BCE: tassi bassi…a lungo. Ma il mercato ci crede?

Alessio Marchetti BCE, macro, news, QE 0 Comments

Parola di Mario Draghi. Il presidente della BCE ha confermato le aspettative degli analisti: tassi invariati (-0,40% depositi overnight; 0% sulle operazioni di rifinanziamento principali; 0,25% sulle operazioni di rifinanziamento marginale). Draghi ha anche assicurato che così resteranno per un periodo prolungato, anche dopo la fine del programma di acquisto di titoli, o quantitative easing (QE).

L’obiettivo principale del QE è quello di abbassare il costo del credito reale per rimettere in moto la macchina dei prestiti, stimolare l’economia e così riportare la crescita dell’inflazione più vicina all’obiettivo di medio-lungo periodo, cioè intorno al 2%. Ma dopo il rialzo di inizio 2017, i prezzi hanno rallentato decisamente.

fonte: tradineconomics

Da qui la prudenza della BCE, specialmente dopo il nervosismo del mercato a seguito del discorso di Draghi al Forum di Sintra in Portogallo lo scorso 26 giugno. In quel caso infatti gli investitori, leggendo nelle parole del presidente un’apertura a possibili rimodulazioni della politica monetaria, hanno risposto vendendo debito targato eurozona. Oggi invece le reazioni sono più tenui, cerchiamo di metterle in prospettiva.
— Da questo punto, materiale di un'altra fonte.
//! Value conversion engine.
//!
//! Turns one raw string into a typed value for a field's [`TypeShape`].
//! The first matching route wins:
//!
//! 1. a converter registered in [`BindConfig`] for the exact type (a
//!    converter for `T` also serves `Option<T>`),
//! 2. the well-known leaf types (time, duration, URL, IP, CIDR, regex),
//! 3. the text-unmarshaling capability ([`TextUnmarshal`](crate::TextUnmarshal)
//!    or `FromStr` via [`TypeShape::parsed`]),
//! 4. the primitive kind switch.
//!
//! An empty value for an `Option<T>` field yields `None` without running any
//! conversion.

use std::any::Any;
use std::net::{IpAddr, Ipv4Addr, Ipv6Addr};
use std::time::Duration;

use chrono::{DateTime, FixedOffset, NaiveDate, NaiveDateTime, NaiveTime, Utc};
use thiserror::Error;

use crate::config::BindConfig;
use crate::net::IpNetwork;
use crate::shape::{BoxError, BoxedValue, KnownType, LeafRepr, Primitive, ShapeKind, TypeShape};

const BOOL_HINT: &str = "accepted values are true/false, 1/0, yes/no, on/off, t/f, y/n";
const TIME_HINT: &str = "use RFC 3339, for example 2024-01-02T15:04:05Z";
const DURATION_HINT: &str = "use a duration such as 300ms, 1.5h or 2h45m";
const DECIMAL_HINT: &str =
    "integer field got a decimal-looking value, send a whole number or use a float field";
const NEGATIVE_HINT: &str = "negative values are not allowed for unsigned fields";

/// Error produced when a raw string cannot be converted.
#[derive(Error, Debug)]
pub enum ConvertError {
    /// The value does not parse as the expected type.
    #[error("cannot parse {value:?} as {expected}: {reason}")]
    Invalid {
        /// Name of the expected type.
        expected: &'static str,
        /// The raw input.
        value: String,
        /// Why parsing failed.
        reason: String,
        /// A suggestion for the caller, if one applies.
        hint: Option<&'static str>,
        /// The parser's own error.
        #[source]
        source: Option<BoxError>,
    },

    /// An empty value where the type has no empty form (time, numbers).
    #[error("empty value is not a valid {expected}")]
    Empty {
        /// Name of the expected type.
        expected: &'static str,
    },

    /// The type is of a kind that is never bound.
    #[error("cannot bind into {type_name}: {kind} fields are not supported")]
    Unsupported {
        /// Name of the type.
        type_name: &'static str,
        /// The kind label (`array`, `tuple`, ...).
        kind: &'static str,
    },

    /// The type has no built-in conversion and no converter is registered.
    #[error("no converter registered for {type_name}")]
    NoConverter {
        /// Name of the type.
        type_name: &'static str,
    },

    /// A converter produced a value of the wrong type.
    #[error("converter for {type_name} returned a value of another type")]
    TypeMismatch {
        /// Name of the type.
        type_name: &'static str,
    },
}
#[cfg(test)]
mod tests {
    use super::*;

    #[test]
    fn test_conversion_error_message() {
        let err = BindError::conversion("Page", "page", "query", "abc", "u32", "invalid digit")
            .with_hint("expected a whole number");
        let msg = err.to_string();
        assert!(msg.contains("query field 'Page'"));
        assert!(msg.contains("(key 'page')"));
        assert!(msg.contains("\"abc\""));
        assert!(msg.contains("u32"));
        assert!(msg.contains("hint: expected a whole number"));
        assert_eq!(err.kind(), BindErrorKind::Conversion);
    }

    #[test]
    fn test_enum_error_lists_allowed() {
        let allowed = vec!["asc".to_string(), "desc".to_string()];
        let err = BindError::invalid_enum("sort", "sort", "query", "up", &allowed);
        assert!(err.to_string().contains("[asc, desc]"));
        assert_eq!(err.kind().code(), "invalid_enum");
    }

    #[test]
    fn test_bind_error_source_chain() {
        let cause = "10x".parse::<i32>().unwrap_err();
        let err = BindError::conversion("n", "n", "query", "10x", "i32", "bad").with_cause(cause);
        assert!(std::error::Error::source(&err).is_some());
    }

    #[test]
    fn test_limit_error_names_both_numbers() {
        let err = LimitError::new(LimitKind::SliceLength, "tags", 1001, 1000);
        let msg = err.to_string();
        assert!(msg.contains("1001"));
        assert!(msg.contains("1000"));
        assert!(msg.contains("slice length"));
    }

    #[test]
    fn test_multi_error_flattens() {
        let mut inner = MultiError::new();
        inner.push(BindError::required("a", "a", "query", "String").into());
        inner.push(BindError::required("b", "b", "query", "String").into());

        let mut outer = MultiError::new();
        outer.push(Error::Multi(inner));
        outer.push(LimitError::new(LimitKind::MapSize, "m", 3, 2).into());
        assert_eq!(outer.len(), 3);

        let err = Error::Multi(outer);
        assert_eq!(err.bind_errors().len(), 2);
        assert!(err.limit().is_some());
        assert!(err.is_client_error());
    }

    #[test]
    fn test_into_error_keeps_single_member_aggregated() {
        assert!(MultiError::new().into_error().is_none());

        let mut one = MultiError::new();
        one.push(BindError::required("a", "a", "query", "String").into());
        let Some(Error::Multi(multi)) = one.into_error() else {
            panic!("expected an aggregate");
        };
        assert_eq!(multi.len(), 1);
    }

    #[test]
    fn test_structural_is_not_client_error() {
        assert!(!Error::structural("empty namespace").is_client_error());
        assert!(Error::validation("nope").is_client_error());
    }
}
Allo stesso tempo, questa notizia ci permette di toccare con mano come un evento abbia effetti diversi su titoli a scadenza e coupon differente, anche se l’emittente è il medesimo.

Intanto guardiamo il tasso di cambio dopo il discorso di Sintra: l’euro si era apprezzato sul dollaro, passando da 1,12 dollari per euro a 1,14 in pochissimi giorni. Oggi (giovedì 20) il salto è stato molto più contenuto, pari a 0,5 centesimi (al momento in cui scriviamo), ma comunque tocca il massimo da inizio anno (quando scambiava intorno a 1,05).

 

Situazione debito italiano: “facciamo a fette” la curva del debito. Il primo grafico mostra il rendimento del titolo a scadenza decennale (Isin IT0005240830), solitamente usato come benchmark. Circa 10 punti base in meno oggi, ma comunque ancora 20 punti base in più del livello di fine giugno.

 

Il bond Isin IT0005058463 a breve scadenza (agosto 2018), invece, risulta piuttosto insensibile: rendimento stabile (e negativo) poco sopra -40 punti base, come ci si aspetterebbe da un’obbligazione che sia vicina a maturazione e abbia una cedola discretamente elevata.

 

Infine osserviamo l’obbligazione Isin IT0004923998 a lunghissima scadenza (settembre 2044). Anche qui l’impatto sullo yield si fa sentire (circa 8 bps in meno).

 

Resta da vedere se la correzione in atto ricondurrà i rendimenti ai livelli antecedenti il Forum di Sintra. Su questo si scontra un po’ anche la forward guidance della BCE e le aspettative dei mercati: da un lato, la banca centrale ha ribadito la fermezza dei bassi tassi e non ha messo in discussione il QE; dall’altro lato gli operatori stanno – o sembrano avere voglia di – iniziare a prezzare la fine del programma di acquisto sulla scia di un ciclo economico positivo; fine che toglierà dal mercato, con una gradualità tutta ancora da definire, diversi miliardi di euro su base mensile.